** Opening MATERIAL FOR THIS EXERCISE block **

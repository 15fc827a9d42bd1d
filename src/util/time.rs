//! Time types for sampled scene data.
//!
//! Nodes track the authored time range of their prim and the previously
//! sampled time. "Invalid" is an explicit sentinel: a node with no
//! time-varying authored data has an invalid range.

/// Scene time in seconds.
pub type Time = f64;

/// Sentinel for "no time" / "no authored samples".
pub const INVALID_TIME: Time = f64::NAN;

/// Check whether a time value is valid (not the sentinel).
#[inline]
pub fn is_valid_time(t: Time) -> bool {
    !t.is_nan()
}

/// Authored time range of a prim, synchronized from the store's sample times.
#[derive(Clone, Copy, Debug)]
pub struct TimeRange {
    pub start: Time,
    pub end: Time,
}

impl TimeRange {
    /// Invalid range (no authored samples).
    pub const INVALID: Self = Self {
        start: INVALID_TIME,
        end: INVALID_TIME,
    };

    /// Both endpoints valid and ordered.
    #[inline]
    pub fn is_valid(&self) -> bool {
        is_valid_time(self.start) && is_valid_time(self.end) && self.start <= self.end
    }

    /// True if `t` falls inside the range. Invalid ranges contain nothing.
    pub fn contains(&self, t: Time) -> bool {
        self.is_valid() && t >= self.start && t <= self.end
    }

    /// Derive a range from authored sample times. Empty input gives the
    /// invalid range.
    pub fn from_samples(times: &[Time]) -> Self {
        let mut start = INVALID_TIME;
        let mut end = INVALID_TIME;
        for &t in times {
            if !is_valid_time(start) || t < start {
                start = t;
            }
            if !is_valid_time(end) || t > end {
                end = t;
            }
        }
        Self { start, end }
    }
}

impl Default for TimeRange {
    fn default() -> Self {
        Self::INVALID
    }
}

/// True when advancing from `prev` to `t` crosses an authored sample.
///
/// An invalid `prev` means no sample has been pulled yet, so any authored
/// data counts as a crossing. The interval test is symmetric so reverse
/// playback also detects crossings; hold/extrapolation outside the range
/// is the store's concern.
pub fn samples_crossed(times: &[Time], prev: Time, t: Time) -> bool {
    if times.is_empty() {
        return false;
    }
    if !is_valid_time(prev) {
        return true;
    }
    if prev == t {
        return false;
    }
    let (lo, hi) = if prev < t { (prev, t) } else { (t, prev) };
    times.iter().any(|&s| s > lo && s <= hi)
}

** Closing MATERIAL FOR THIS EXERCISE block **
** Opening MATERIAL FOR THIS EXERCISE block **

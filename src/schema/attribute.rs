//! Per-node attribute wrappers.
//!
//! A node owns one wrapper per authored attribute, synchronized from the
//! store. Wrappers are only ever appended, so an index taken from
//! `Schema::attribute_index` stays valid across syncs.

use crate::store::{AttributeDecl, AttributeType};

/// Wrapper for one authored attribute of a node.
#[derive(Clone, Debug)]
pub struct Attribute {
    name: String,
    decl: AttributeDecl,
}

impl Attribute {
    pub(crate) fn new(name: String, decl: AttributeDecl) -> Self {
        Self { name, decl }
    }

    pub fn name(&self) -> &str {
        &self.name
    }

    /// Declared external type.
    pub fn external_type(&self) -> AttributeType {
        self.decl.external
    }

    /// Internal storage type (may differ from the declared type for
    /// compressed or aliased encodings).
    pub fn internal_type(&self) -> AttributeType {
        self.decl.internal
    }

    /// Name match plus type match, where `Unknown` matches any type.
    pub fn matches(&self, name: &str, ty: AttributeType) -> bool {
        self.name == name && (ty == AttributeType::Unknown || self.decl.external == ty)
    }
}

** Closing MATERIAL FOR THIS EXERCISE block **

**REQUIRED WORK:** For each line in the data that holds "String", add one to a count, then report that count alone.

**SOLUTION BELOW:** 2